Fulacht fia, Ballylarkin, Co. Kilkenny
Co. Kilkenny |
Settlement Sites
In a pasture field in Ballylarkin, a low oval mound sits almost flush with the surrounding grass, easy to walk past without a second glance.
It measures roughly five metres across its longest axis and barely half a metre in height, its flattened top suggesting something deliberate beneath the turf rather than a trick of the land. The working interpretation is that it is a fulacht fia, one of the most numerous and least celebrated archaeological monument types in Ireland.
A fulacht fia, in broad terms, is a prehistoric cooking or processing site, typically identified by a horseshoe-shaped or oval mound of fire-cracked stone and charcoal-rich soil, accumulated through repeated heating of stones and plunging them into water-filled troughs. They are found in their thousands across Ireland, most dating to the Bronze Age, though the type lingered in use across a long stretch of prehistory.
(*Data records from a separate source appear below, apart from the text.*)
//! Chat completion gateway client.
//!
//! `ChatClient` drives streamed chat completions against an
//! OpenAI-compatible gateway, with per-session identity, optional
//! document context, and learning-style tailoring. Unrecoverable gateway
//! failures render to transcript text through
//! [`ChatError::transcript_message`](crate::error::ChatError).

pub mod wire;

use eventsource_stream::Eventsource;
use futures::StreamExt;
use secrecy::{ExposeSecret, SecretString};
use serde_json::Value;
use std::time::Duration;
use tracing::{debug, warn};
use uuid::Uuid;

use crate::config::GatewayConfig;
use crate::error::ChatError;
use crate::job::RetryPolicy;
use crate::session::SessionState;

use wire::{CompletionRequest, CompletionResponse, GatewayErrorBody, StreamChunk, TokenUsage};

/// Session key holding the server-side conversation id.
const CONVERSATION_KEY: &str = "chat_id";
/// Session key holding attached document text.
const DOCUMENT_KEY: &str = "document_text";
/// Marker closing a completion stream.
const STREAM_DONE: &str = "[DONE]";

/// A finished chat exchange.
#[derive(Debug, Clone, PartialEq)]
pub struct ChatReply {
    pub content: String,
    pub usage: Option<TokenUsage>,
}

/// Client for the chat completion gateway.
///
/// Each instance carries its own session id and session state; two
/// clients in one process never share attribution or conversation
/// context.
pub struct ChatClient {
    http: reqwest::Client,
    base_url: String,
    api_key: SecretString,
    model: String,
    request_timeout: Duration,
    retry: RetryPolicy,
    session_id: Uuid,
    session: SessionState,
}

impl ChatClient {
    pub fn new(config: GatewayConfig) -> Self {
        Self {
            http: reqwest::Client::new(),
            base_url: config.base_url,
            api_key: config.api_key,
            model: config.model,
            request_timeout: config.request_timeout,
            retry: RetryPolicy::new(config.retry_attempts),
            session_id: Uuid::new_v4(),
            session: SessionState::new(),
        }
    }

    pub fn model(&self) -> &str {
        &self.model
    }

    pub fn session_id(&self) -> Uuid {
        self.session_id
    }

    /// State shared by the tasks of this client's session.
    pub fn session(&self) -> &SessionState {
        &self.session
    }

    // ── Session context ─────────────────────────────────────────────────

    /// Attach document text; later messages carry it as extra context.
    pub async fn attach_document(&self, text: impl Into<String>) {
        self.session
            .set(DOCUMENT_KEY, Value::String(text.into()))
            .await;
    }

    pub async fn clear_document(&self) {
        self.session.remove(DOCUMENT_KEY).await;
    }

    pub async fn document(&self) -> Option<String> {
        self.session
            .get(DOCUMENT_KEY)
            .await
            .and_then(|v| v.as_str().map(str::to_string))
    }

    pub async fn set_conversation(&self, id: impl Into<String>) {
        self.session
            .set(CONVERSATION_KEY, Value::String(id.into()))
            .await;
    }

    pub async fn conversation(&self) -> Option<String> {
        self.session
            .get(CONVERSATION_KEY)
            .await
            .and_then(|v| v.as_str().map(str::to_string))
    }

    pub async fn clear_conversation(&self) {
        self.session.remove(CONVERSATION_KEY).await;
    }

    // ── Sending ─────────────────────────────────────────────────────────

    /// Send a message with the configured model, streaming the reply.
    pub async fn send(&self, message: &str) -> Result<ChatReply, ChatError> {
        self.send_with_model(message, &self.model).await
    }

    /// Send a message with an explicit model, streaming the reply.
    pub async fn send_with_model(&self, message: &str, model: &str) -> Result<ChatReply, ChatError> {
        self.log_conversation().await;
        let content = self.augmented(message).await;
        let request = CompletionRequest::streaming(model, content, self.session_id);
        let response = self.retry.run(|_| self.post_completion(&request)).await?;
        self.collect_stream(response).await
    }

    /// Send a message tailored to a learning style.
    pub async fn send_with_learning_style(
        &self,
        message: &str,
        style: Option<&str>,
    ) -> Result<ChatReply, ChatError> {
        let message = match style {
            Some(style) => with_learning_style(message, style),
            None => message.to_string(),
        };
        self.send(&message).await
    }

    /// Send a message without streaming, parsing the single reply body.
    pub async fn complete(&self, message: &str) -> Result<ChatReply, ChatError> {
        self.log_conversation().await;
        let content = self.augmented(message).await;
        let request = CompletionRequest::blocking(&self.model, content, self.session_id);
        let response = self.retry.run(|_| self.post_completion(&request)).await?;
        let body: CompletionResponse = response
            .json()
            .await
            .map_err(|e| ChatError::Decode(e.to_string()))?;
        let choice = body
            .choices
            .into_iter()
            .next()
            .ok_or_else(|| ChatError::Decode("response contained no choices".to_string()))?;
        Ok(ChatReply {
            content: strip_reply(&choice.message.content),
            usage: body.usage,
        })
    }

    // ── Helpers ─────────────────────────────────────────────────────────

    async fn log_conversation(&self) {
        match self.conversation().await {
            Some(id) => debug!(chat_id = %id, "found chat id in context"),
            None => debug!("did not find chat id in context"),
        }
    }

    async fn augmented(&self, message: &str) -> String {
        match self.document().await {
            Some(doc) => {
                debug!(document_chars = doc.len(), "attaching document context");
                format!("{message}\nThis document may help you: <document>{doc}</document>")
            }
            None => message.to_string(),
        }
    }

    async fn post_completion(
        &self,
        request: &CompletionRequest,
    ) -> Result<reqwest::Response, ChatError> {
        let url = format!("{}/chat/completions", self.base_url);
        let response = self
            .http
            .post(&url)
            .bearer_auth(self.api_key.expose_secret())
            .timeout(self.request_timeout)
            .json(request)
            .send()
            .await
            .map_err(|e| ChatError::Request(e.to_string()))?;

        if response.status().is_success() {
            return Ok(response);
        }
        let status = response.status().as_u16();
        let body = response.text().await.unwrap_or_default();
        let message = gateway_error_message(&body).unwrap_or(body);
        if status == 429 {
            Err(ChatError::RateLimited { message })
        } else {
            Err(ChatError::Gateway { status, message })
        }
    }

    async fn collect_stream(&self, response: reqwest::Response) -> Result<ChatReply, ChatError> {
        let mut stream = response.bytes_stream().eventsource();
        let mut content = String::new();
        let mut usage = None;

        while let Some(event) = stream.next().await {
            let event = event.map_err(|e| ChatError::Stream(e.to_string()))?;
            if event.data == STREAM_DONE {
                break;
            }
            match serde_json::from_str::<StreamChunk>(&event.data) {
                Ok(chunk) => {
                    if let Some(choice) = chunk.choices.first() {
                        if let Some(text) = &choice.delta.content {
                            content.push_str(text);
                        }
                    }
                    if let Some(u) = chunk.usage {
                        usage = Some(u);
                    }
                }
                Err(e) => {
                    warn!(error = %e, "unparseable stream chunk");
                    content.push_str("Error while processing the response!");
                }
            }
        }

        Ok(ChatReply {
            content: strip_reply(&content),
            usage,
        })
    }
}

/// Strip leading whitespace and trailing newlines from a reply.
pub fn strip_reply(text: &str) -> String {
    text.trim_start().trim_end_matches('\n').to_string()
}

fn with_learning_style(message: &str, style: &str) -> String {
    format!(
        "{message}This user prefers their answers to match the following learning style \
         {style}. Your answer should explicitly be tailored to this style of learning."
    )
}

fn gateway_error_message(body: &str) -> Option<String> {
    serde_json::from_str::<GatewayErrorBody>(body)
        .ok()
        .map(|b| b.error.message)
}
//! Wire shapes for the chat completion gateway.
//!
//! The gateway speaks the widely-copied chat completions dialect: one
//! JSON request, answered either with a single body or with a stream of
//! `data:` chunks ending in a `[DONE]` marker.

use serde::{Deserialize, Serialize};
use uuid::Uuid;

/// A chat completion request.
#[derive(Debug, Clone, Serialize)]
pub struct CompletionRequest {
    pub model: String,
    pub messages: Vec<Message>,
    pub max_tokens: u32,
    pub temperature: f32,
    pub n: u32,
    pub stream: bool,
    #[serde(skip_serializing_if = "Option::is_none")]
    pub stream_options: Option<StreamOptions>,
    /// Session identity of the requesting client, for attribution.
    pub user: String,
}

impl CompletionRequest {
    /// Streamed request with usage reporting, the client's default shape.
    pub fn streaming(model: &str, content: String, session: Uuid) -> Self {
        Self {
            model: model.to_string(),
            messages: vec![Message::user(content)],
            max_tokens: 1000,
            temperature: 1.0,
            n: 1,
            stream: true,
            stream_options: Some(StreamOptions {
                include_usage: true,
            }),
            user: session.to_string(),
        }
    }

    /// Single-body request.
    pub fn blocking(model: &str, content: String, session: Uuid) -> Self {
        Self {
            stream: false,
            stream_options: None,
            ..Self::streaming(model, content, session)
        }
    }
}

#[derive(Debug, Clone, Serialize, Deserialize)]
pub struct Message {
    pub role: String,
    pub content: String,
}

impl Message {
    pub fn user(content: impl Into<String>) -> Self {
        Self {
            role: "user".to_string(),
            content: content.into(),
        }
    }
}

#[derive(Debug, Clone, Serialize)]
pub struct StreamOptions {
    pub include_usage: bool,
}

/// One streamed chunk. Content chunks carry a delta; the final chunk may
/// carry only the usage record.
#[derive(Debug, Deserialize)]
pub struct StreamChunk {
    #[serde(default)]
    pub choices: Vec<StreamChoice>,
    #[serde(default)]
    pub usage: Option<TokenUsage>,
}

#[derive(Debug, Deserialize)]
pub struct StreamChoice {
    #[serde(default)]
    pub delta: Delta,
    #[serde(default)]
    pub finish_reason: Option<String>,
}

#[derive(Debug, Default, Deserialize)]
pub struct Delta {
    #[serde(default)]
    pub content: Option<String>,
}

/// Token accounting reported by the gateway.
#[derive(Debug, Clone, Copy, PartialEq, Eq, Serialize, Deserialize)]
pub struct TokenUsage {
    #[serde(rename = "prompt_tokens")]
    pub input_tokens: u64,
    #[serde(rename = "completion_tokens")]
    pub output_tokens: u64,
}

impl TokenUsage {
    pub fn total(&self) -> u64 {
        self.input_tokens + self.output_tokens
    }
}

/// Non-streamed completion body.
#[derive(Debug, Deserialize)]
pub struct CompletionResponse {
    pub choices: Vec<CompletionChoice>,
    #[serde(default)]
    pub usage: Option<TokenUsage>,
}

#[derive(Debug, Deserialize)]
pub struct CompletionChoice {
    pub message: Message,
}

/// Error body the gateway attaches to non-2xx responses.
#[derive(Debug, Deserialize)]
pub struct GatewayErrorBody {
    pub error: GatewayErrorDetail,
}

#[derive(Debug, Deserialize)]
pub struct GatewayErrorDetail {
    pub message: String,
}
This particular example in Ballylarkin was noted during fieldwork carried out in 1987, and the qualification "possibly" in its description reflects a genuine interpretive caution: without excavation, a small mound in a field can only be assessed from the surface, and surface evidence has its limits. The dimensions, the flat top, and the oval plan are all consistent with the type, but the ground has not yet given up a definitive answer.